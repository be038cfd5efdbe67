//! Processor capability detection
//!
//! Capabilities cannot change while the process runs, so the first query
//! detects them and every later query reads the cached snapshot.

use std::fmt;
use std::sync::OnceLock;

use serde::{Deserialize, Serialize};

static CAPABILITIES: OnceLock<Capabilities> = OnceLock::new();

/// Instruction-set extensions relevant to the kernel
#[derive(Clone, Copy, Debug, Default, PartialEq, Eq, Hash, Serialize, Deserialize)]
pub struct Capabilities {
    pub sse2: bool,
    pub sse3: bool,
    /// SSE4.1
    pub sse4: bool,
    pub avx: bool,
    pub avx2: bool,
    pub fma: bool,
}

impl Capabilities {
    /// A processor with no vector extensions at all
    #[inline]
    pub const fn none() -> Self {
        Self {
            sse2: false,
            sse3: false,
            sse4: false,
            avx: false,
            avx2: false,
            fma: false,
        }
    }

    /// Query the running processor. Uncached; prefer [`capabilities`].
    #[cfg(any(target_arch = "x86", target_arch = "x86_64"))]
    pub fn detect() -> Self {
        Self {
            sse2: std::is_x86_feature_detected!("sse2"),
            sse3: std::is_x86_feature_detected!("sse3"),
            sse4: std::is_x86_feature_detected!("sse4.1"),
            avx: std::is_x86_feature_detected!("avx"),
            avx2: std::is_x86_feature_detected!("avx2"),
            fma: std::is_x86_feature_detected!("fma"),
        }
    }

    /// Query the running processor. Uncached; prefer [`capabilities`].
    #[cfg(not(any(target_arch = "x86", target_arch = "x86_64")))]
    pub fn detect() -> Self {
        Self::none()
    }

    /// True when the vectorized kernel can run at all (128-bit baseline)
    #[inline]
    pub fn supports_vectorized(&self) -> bool {
        self.sse2
    }

    /// True when 256-bit fused multiply-add is usable
    #[inline]
    pub fn supports_wide_fma(&self) -> bool {
        self.avx && self.fma
    }

    /// Extensions present in both snapshots
    pub fn intersect(&self, other: &Capabilities) -> Self {
        Self {
            sse2: self.sse2 && other.sse2,
            sse3: self.sse3 && other.sse3,
            sse4: self.sse4 && other.sse4,
            avx: self.avx && other.avx,
            avx2: self.avx2 && other.avx2,
            fma: self.fma && other.fma,
        }
    }

    /// Names of the detected extensions, e.g. `["sse2", "sse3", "avx"]`
    pub fn summary(&self) -> Vec<&'static str> {
        let flags = [
            (self.sse2, "sse2"),
            (self.sse3, "sse3"),
            (self.sse4, "sse4.1"),
            (self.avx, "avx"),
            (self.avx2, "avx2"),
            (self.fma, "fma"),
        ];
        flags.iter().filter(|(on, _)| *on).map(|(_, name)| *name).collect()
    }
}

impl fmt::Display for Capabilities {
    fn fmt(&self, f: &mut fmt::Formatter<'_>) -> fmt::Result {
        let names = self.summary();
        if names.is_empty() {
            write!(f, "none")
        } else {
            write!(f, "{}", names.join(" "))
        }
    }
}

/// Process-wide capability snapshot, detected on first use
pub fn capabilities() -> &'static Capabilities {
    CAPABILITIES.get_or_init(|| {
        let caps = Capabilities::detect();
        log::debug!("Detected processor capabilities: {}", caps);
        caps
    })
}

/// Does the running processor support SSE2?
#[inline]
pub fn has_sse2_support() -> bool {
    capabilities().sse2
}

/// Does the running processor support SSE3?
#[inline]
pub fn has_sse3_support() -> bool {
    capabilities().sse3
}

/// Does the running processor support SSE4.1?
#[inline]
pub fn has_sse4_support() -> bool {
    capabilities().sse4
}

/// Does the running processor support AVX?
#[inline]
pub fn has_avx_support() -> bool {
    capabilities().avx
}

/// Does the running processor support AVX2?
#[inline]
pub fn has_avx2_support() -> bool {
    capabilities().avx2
}

/// Does the running processor support FMA3?
#[inline]
pub fn has_fma_support() -> bool {
    capabilities().fma
}

#[cfg(test)]
mod tests {
    use super::*;

    #[test]
    fn test_cached_matches_detect() {
        assert_eq!(*capabilities(), Capabilities::detect());
        // Same snapshot on every call
        assert!(std::ptr::eq(capabilities(), capabilities()));
    }

    #[test]
    fn test_queries_match_snapshot() {
        let caps = capabilities();
        assert_eq!(has_sse2_support(), caps.sse2);
        assert_eq!(has_sse3_support(), caps.sse3);
        assert_eq!(has_sse4_support(), caps.sse4);
        assert_eq!(has_avx_support(), caps.avx);
        assert_eq!(has_avx2_support(), caps.avx2);
        assert_eq!(has_fma_support(), caps.fma);
    }

    #[cfg(target_arch = "x86_64")]
    #[test]
    fn test_x86_64_baseline() {
        // SSE2 is part of the x86_64 baseline
        assert!(has_sse2_support());
    }

    #[test]
    fn test_none() {
        let caps = Capabilities::none();
        assert!(!caps.supports_vectorized());
        assert!(!caps.supports_wide_fma());
        assert!(caps.summary().is_empty());
        assert_eq!(caps.to_string(), "none");
    }

    #[test]
    fn test_summary() {
        let caps = Capabilities { sse2: true, avx: true, fma: true, ..Capabilities::none() };
        assert_eq!(caps.summary(), vec!["sse2", "avx", "fma"]);
        assert_eq!(caps.to_string(), "sse2 avx fma");
        assert!(caps.supports_wide_fma());
    }
}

---+---

## EXERCISE REQUIREMENTS
Output every entry exactly as given.

## TASK OUTPUT
repository be038cfd5efdbe67
//! Processor capability detection
//!
//! Capabilities cannot change while the process runs, so the first query
//! detects them and every later query reads the cached snapshot.

use std::fmt;
use std::sync::OnceLock;

use serde::{Deserialize, Serialize};

static CAPABILITIES: OnceLock<Capabilities> = OnceLock::new();

/// Instruction-set extensions relevant to the kernel
#[derive(Clone, Copy, Debug, Default, PartialEq, Eq, Hash, Serialize, Deserialize)]
pub struct Capabilities {
    pub sse2: bool,
    pub sse3: bool,
    /// SSE4.1
    pub sse4: bool,
    pub avx: bool,
    pub avx2: bool,
    pub fma: bool,
}

impl Capabilities {
    /// A processor with no vector extensions at all
    #[inline]
    pub const fn none() -> Self {
        Self {
            sse2: false,
            sse3: false,
            sse4: false,
            avx: false,
            avx2: false,
            fma: false,
        }
    }

    /// Query the running processor. Uncached; prefer [`capabilities`].
    #[cfg(any(target_arch = "x86", target_arch = "x86_64"))]
    pub fn detect() -> Self {
        Self {
            sse2: std::is_x86_feature_detected!("sse2"),
            sse3: std::is_x86_feature_detected!("sse3"),
            sse4: std::is_x86_feature_detected!("sse4.1"),
            avx: std::is_x86_feature_detected!("avx"),
            avx2: std::is_x86_feature_detected!("avx2"),
            fma: std::is_x86_feature_detected!("fma"),
        }
    }

    /// Query the running processor. Uncached; prefer [`capabilities`].
    #[cfg(not(any(target_arch = "x86", target_arch = "x86_64")))]
    pub fn detect() -> Self {
        Self::none()
    }

    /// True when the vectorized kernel can run at all (128-bit baseline)
    #[inline]
    pub fn supports_vectorized(&self) -> bool {
        self.sse2
    }

    /// True when 256-bit fused multiply-add is usable
    #[inline]
    pub fn supports_wide_fma(&self) -> bool {
        self.avx && self.fma
    }

    /// Extensions present in both snapshots
    pub fn intersect(&self, other: &Capabilities) -> Self {
        Self {
            sse2: self.sse2 && other.sse2,
            sse3: self.sse3 && other.sse3,
            sse4: self.sse4 && other.sse4,
            avx: self.avx && other.avx,
            avx2: self.avx2 && other.avx2,
            fma: self.fma && other.fma,
        }
    }

    /// Names of the detected extensions, e.g. `["sse2", "sse3", "avx"]`
    pub fn summary(&self) -> Vec<&'static str> {
        let flags = [
            (self.sse2, "sse2"),
            (self.sse3, "sse3"),
            (self.sse4, "sse4.1"),
            (self.avx, "avx"),
            (self.avx2, "avx2"),
            (self.fma, "fma"),
        ];
        flags.iter().filter(|(on, _)| *on).map(|(_, name)| *name).collect()
    }
}

impl fmt::Display for Capabilities {
    fn fmt(&self, f: &mut fmt::Formatter<'_>) -> fmt::Result {
        let names = self.summary();
        if names.is_empty() {
            write!(f, "none")
        } else {
            write!(f, "{}", names.join(" "))
        }
    }
}

/// Process-wide capability snapshot, detected on first use
pub fn capabilities() -> &'static Capabilities {
    CAPABILITIES.get_or_init(|| {
        let caps = Capabilities::detect();
        log::debug!("Detected processor capabilities: {}", caps);
        caps
    })
}

/// Does the running processor support SSE2?
#[inline]
pub fn has_sse2_support() -> bool {
    capabilities().sse2
}

/// Does the running processor support SSE3?
#[inline]
pub fn has_sse3_support() -> bool {
    capabilities().sse3
}

/// Does the running processor support SSE4.1?
#[inline]
pub fn has_sse4_support() -> bool {
    capabilities().sse4
}

/// Does the running processor support AVX?
#[inline]
pub fn has_avx_support() -> bool {
    capabilities().avx
}

/// Does the running processor support AVX2?
#[inline]
pub fn has_avx2_support() -> bool {
    capabilities().avx2
}

/// Does the running processor support FMA3?
#[inline]
pub fn has_fma_support() -> bool {
    capabilities().fma
}

#[cfg(test)]
mod tests {
    use super::*;

    #[test]
    fn test_cached_matches_detect() {
        assert_eq!(*capabilities(), Capabilities::detect());
        // Same snapshot on every call
        assert!(std::ptr::eq(capabilities(), capabilities()));
    }

    #[test]
    fn test_queries_match_snapshot() {
        let caps = capabilities();
        assert_eq!(has_sse2_support(), caps.sse2);
        assert_eq!(has_sse3_support(), caps.sse3);
        assert_eq!(has_sse4_support(), caps.sse4);
        assert_eq!(has_avx_support(), caps.avx);
        assert_eq!(has_avx2_support(), caps.avx2);
        assert_eq!(has_fma_support(), caps.fma);
    }

    #[cfg(target_arch = "x86_64")]
    #[test]
    fn test_x86_64_baseline() {
        // SSE2 is part of the x86_64 baseline
        assert!(has_sse2_support());
    }

    #[test]
    fn test_none() {
        let caps = Capabilities::none();
        assert!(!caps.supports_vectorized());
        assert!(!caps.supports_wide_fma());
        assert!(caps.summary().is_empty());
        assert_eq!(caps.to_string(), "none");
    }

    #[test]
    fn test_summary() {
        let caps = Capabilities { sse2: true, avx: true, fma: true, ..Capabilities::none() };
        assert_eq!(caps.summary(), vec!["sse2", "avx", "fma"]);
        assert_eq!(caps.to_string(), "sse2 avx fma");
        assert!(caps.supports_wide_fma());
    }
}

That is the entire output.